======== The data
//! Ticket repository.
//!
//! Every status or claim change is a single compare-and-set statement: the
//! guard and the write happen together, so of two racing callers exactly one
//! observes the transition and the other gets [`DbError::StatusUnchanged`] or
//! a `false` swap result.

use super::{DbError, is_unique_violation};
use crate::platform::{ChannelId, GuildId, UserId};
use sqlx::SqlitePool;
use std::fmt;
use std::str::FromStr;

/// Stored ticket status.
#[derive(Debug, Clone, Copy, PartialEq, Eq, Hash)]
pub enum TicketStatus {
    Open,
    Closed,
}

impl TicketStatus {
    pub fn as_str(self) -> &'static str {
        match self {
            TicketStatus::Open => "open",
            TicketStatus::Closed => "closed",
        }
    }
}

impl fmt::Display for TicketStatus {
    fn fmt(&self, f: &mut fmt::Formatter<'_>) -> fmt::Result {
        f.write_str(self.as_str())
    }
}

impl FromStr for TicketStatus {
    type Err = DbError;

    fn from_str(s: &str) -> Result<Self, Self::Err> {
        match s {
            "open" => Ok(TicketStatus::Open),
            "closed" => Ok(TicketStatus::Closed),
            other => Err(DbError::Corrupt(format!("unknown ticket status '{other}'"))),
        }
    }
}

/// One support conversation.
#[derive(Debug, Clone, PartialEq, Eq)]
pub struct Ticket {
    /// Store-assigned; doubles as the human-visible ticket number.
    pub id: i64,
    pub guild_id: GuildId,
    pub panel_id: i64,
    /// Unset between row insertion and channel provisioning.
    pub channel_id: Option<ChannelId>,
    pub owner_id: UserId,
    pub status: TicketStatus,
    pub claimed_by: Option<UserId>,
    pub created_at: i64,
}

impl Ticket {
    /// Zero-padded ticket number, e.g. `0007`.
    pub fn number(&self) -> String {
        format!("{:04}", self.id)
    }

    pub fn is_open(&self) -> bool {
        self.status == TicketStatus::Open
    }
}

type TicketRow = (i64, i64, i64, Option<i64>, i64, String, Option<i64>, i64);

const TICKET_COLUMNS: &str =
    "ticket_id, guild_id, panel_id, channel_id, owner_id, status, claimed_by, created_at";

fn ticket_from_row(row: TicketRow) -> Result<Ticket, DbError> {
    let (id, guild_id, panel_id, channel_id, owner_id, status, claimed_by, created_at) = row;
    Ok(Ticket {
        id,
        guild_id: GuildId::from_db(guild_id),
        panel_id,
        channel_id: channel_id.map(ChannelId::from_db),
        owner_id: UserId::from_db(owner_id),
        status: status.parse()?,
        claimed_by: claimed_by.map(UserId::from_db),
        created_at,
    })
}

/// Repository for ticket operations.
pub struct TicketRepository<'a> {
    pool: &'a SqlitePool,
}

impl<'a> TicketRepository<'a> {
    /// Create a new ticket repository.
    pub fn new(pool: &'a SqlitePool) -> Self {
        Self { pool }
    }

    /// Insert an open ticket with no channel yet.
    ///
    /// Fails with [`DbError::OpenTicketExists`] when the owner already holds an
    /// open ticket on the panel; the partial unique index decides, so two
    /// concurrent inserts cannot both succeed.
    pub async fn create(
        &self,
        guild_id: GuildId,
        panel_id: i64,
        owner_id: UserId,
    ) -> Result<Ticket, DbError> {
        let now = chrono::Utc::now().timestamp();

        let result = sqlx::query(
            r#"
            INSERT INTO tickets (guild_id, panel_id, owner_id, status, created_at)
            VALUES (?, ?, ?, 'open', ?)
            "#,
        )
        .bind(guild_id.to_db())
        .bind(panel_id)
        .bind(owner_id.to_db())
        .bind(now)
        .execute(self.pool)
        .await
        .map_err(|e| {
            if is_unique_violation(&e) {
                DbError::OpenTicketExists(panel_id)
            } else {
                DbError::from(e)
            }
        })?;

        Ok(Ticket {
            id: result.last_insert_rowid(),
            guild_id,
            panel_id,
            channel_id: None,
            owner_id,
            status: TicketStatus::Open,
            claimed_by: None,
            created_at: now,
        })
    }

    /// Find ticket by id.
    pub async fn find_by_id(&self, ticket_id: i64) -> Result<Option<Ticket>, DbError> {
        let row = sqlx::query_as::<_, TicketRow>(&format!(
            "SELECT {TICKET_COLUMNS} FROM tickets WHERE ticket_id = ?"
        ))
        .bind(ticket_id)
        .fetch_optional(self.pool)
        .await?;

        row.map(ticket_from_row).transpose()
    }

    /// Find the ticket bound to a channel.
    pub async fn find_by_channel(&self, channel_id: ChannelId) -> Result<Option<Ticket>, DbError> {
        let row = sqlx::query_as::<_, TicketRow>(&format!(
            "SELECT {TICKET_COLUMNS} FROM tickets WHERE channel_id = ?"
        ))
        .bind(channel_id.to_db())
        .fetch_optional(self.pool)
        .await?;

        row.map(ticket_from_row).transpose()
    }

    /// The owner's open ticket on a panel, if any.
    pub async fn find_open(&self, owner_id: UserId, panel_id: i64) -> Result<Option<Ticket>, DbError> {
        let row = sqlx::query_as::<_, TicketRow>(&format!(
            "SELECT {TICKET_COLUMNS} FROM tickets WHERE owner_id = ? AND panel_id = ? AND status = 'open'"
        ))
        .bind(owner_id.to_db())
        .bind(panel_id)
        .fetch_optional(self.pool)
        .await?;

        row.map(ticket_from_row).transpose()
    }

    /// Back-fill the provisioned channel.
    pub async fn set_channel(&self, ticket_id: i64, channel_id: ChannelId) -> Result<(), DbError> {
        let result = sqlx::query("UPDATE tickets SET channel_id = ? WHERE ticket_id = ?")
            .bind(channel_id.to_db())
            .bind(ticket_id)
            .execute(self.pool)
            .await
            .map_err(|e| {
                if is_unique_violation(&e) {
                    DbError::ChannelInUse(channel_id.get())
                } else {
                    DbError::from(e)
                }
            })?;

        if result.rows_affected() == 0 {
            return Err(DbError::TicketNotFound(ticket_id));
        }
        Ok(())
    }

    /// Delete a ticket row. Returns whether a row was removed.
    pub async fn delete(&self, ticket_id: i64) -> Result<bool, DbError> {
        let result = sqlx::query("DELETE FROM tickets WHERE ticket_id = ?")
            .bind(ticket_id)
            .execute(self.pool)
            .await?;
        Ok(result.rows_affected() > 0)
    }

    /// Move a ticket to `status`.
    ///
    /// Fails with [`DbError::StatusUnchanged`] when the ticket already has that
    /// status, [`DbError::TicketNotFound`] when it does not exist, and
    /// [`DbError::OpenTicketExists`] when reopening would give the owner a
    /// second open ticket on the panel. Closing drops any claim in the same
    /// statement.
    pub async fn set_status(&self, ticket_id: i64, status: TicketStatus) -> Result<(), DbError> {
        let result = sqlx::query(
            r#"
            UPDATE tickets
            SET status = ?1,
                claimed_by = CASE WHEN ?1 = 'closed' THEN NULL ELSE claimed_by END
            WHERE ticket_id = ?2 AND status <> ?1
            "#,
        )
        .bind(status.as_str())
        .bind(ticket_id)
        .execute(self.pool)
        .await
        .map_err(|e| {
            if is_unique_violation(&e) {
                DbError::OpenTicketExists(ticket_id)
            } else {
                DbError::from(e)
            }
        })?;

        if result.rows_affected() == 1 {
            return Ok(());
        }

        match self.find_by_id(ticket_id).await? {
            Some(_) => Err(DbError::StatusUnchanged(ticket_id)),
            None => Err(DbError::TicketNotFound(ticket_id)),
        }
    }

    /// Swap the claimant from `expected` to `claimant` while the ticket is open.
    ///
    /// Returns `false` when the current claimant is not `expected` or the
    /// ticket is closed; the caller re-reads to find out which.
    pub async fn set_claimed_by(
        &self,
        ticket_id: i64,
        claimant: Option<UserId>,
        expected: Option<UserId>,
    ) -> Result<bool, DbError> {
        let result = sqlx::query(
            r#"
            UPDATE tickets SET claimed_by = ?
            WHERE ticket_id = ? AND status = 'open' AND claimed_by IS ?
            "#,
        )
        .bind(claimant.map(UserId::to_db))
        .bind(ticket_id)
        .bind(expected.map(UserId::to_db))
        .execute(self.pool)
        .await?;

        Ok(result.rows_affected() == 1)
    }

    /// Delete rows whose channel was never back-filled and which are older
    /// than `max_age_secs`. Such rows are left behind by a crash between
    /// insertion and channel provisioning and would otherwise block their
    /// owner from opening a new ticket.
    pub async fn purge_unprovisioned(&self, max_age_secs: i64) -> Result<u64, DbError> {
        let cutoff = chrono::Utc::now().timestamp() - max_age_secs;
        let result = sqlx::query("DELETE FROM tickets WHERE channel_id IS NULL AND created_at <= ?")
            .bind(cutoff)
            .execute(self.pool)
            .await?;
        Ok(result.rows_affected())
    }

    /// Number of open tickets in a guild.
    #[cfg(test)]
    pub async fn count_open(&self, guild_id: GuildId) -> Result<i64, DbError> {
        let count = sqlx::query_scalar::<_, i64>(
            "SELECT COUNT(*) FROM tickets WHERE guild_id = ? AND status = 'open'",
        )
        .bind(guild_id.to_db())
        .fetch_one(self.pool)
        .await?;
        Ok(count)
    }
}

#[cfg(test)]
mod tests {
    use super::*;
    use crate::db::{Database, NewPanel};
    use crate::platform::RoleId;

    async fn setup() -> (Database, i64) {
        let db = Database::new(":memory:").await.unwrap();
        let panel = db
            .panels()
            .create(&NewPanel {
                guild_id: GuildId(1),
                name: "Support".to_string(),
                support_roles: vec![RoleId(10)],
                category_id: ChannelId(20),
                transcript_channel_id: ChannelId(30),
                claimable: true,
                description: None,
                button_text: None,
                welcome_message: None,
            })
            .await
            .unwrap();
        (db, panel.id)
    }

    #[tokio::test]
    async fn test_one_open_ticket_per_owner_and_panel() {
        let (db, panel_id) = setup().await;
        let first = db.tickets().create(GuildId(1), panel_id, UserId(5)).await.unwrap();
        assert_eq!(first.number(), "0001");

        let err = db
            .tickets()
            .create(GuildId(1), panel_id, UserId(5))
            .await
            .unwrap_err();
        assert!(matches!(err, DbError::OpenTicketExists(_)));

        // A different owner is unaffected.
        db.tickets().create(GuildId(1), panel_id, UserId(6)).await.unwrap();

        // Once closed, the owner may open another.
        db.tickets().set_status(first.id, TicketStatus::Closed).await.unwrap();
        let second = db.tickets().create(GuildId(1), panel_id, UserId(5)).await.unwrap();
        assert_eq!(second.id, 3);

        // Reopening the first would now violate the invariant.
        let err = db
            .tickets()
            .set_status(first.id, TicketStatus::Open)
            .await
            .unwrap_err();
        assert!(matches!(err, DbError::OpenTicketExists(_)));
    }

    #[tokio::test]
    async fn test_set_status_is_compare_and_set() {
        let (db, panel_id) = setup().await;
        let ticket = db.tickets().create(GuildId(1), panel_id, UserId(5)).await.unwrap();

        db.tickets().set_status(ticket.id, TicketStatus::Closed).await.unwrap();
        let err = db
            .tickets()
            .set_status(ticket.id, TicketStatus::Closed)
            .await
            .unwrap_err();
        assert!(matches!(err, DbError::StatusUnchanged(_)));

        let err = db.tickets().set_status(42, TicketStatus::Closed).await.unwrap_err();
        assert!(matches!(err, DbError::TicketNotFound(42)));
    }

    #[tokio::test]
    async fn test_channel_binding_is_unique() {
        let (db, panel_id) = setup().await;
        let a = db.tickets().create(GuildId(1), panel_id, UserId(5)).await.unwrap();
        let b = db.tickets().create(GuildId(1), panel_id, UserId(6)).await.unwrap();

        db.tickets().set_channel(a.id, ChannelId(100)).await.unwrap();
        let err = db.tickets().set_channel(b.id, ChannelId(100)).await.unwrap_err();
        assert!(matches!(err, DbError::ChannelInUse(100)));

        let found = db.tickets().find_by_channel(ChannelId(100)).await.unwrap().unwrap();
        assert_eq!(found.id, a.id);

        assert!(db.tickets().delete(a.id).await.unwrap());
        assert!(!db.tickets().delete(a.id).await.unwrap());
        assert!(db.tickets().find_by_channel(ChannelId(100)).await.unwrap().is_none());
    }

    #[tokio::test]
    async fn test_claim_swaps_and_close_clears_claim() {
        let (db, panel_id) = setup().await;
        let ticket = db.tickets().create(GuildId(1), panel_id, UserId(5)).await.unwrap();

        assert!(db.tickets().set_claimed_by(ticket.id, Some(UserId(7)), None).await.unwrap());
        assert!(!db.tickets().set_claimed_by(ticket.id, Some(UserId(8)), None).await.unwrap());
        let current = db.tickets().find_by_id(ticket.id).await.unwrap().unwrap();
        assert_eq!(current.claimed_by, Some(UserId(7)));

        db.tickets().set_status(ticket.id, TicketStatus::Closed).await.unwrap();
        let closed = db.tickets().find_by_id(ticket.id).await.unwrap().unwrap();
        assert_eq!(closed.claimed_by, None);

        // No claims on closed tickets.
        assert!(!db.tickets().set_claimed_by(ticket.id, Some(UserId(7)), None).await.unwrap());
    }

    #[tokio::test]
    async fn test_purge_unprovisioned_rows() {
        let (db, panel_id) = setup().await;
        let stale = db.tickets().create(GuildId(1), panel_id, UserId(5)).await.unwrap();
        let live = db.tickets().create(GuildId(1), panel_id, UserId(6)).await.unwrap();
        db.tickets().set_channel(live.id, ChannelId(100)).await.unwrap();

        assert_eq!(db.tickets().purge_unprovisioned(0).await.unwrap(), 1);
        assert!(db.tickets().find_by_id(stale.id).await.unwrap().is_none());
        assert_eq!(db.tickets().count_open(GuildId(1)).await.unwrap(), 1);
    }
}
================
Aim of the task: In the entries above, find the line holding "human-visible ticket number." and the line holding "pub fn number(&self)", then retype exactly those two lines and every line between them, and nothing else.

Task answer:
    /// Store-assigned; doubles as the human-visible ticket number.
    pub id: i64,
    pub guild_id: GuildId,
    pub panel_id: i64,
    /// Unset between row insertion and channel provisioning.
    pub channel_id: Option<ChannelId>,
    pub owner_id: UserId,
    pub status: TicketStatus,
    pub claimed_by: Option<UserId>,
    pub created_at: i64,
}

impl Ticket {
    /// Zero-padded ticket number, e.g. `0007`.
    pub fn number(&self) -> String {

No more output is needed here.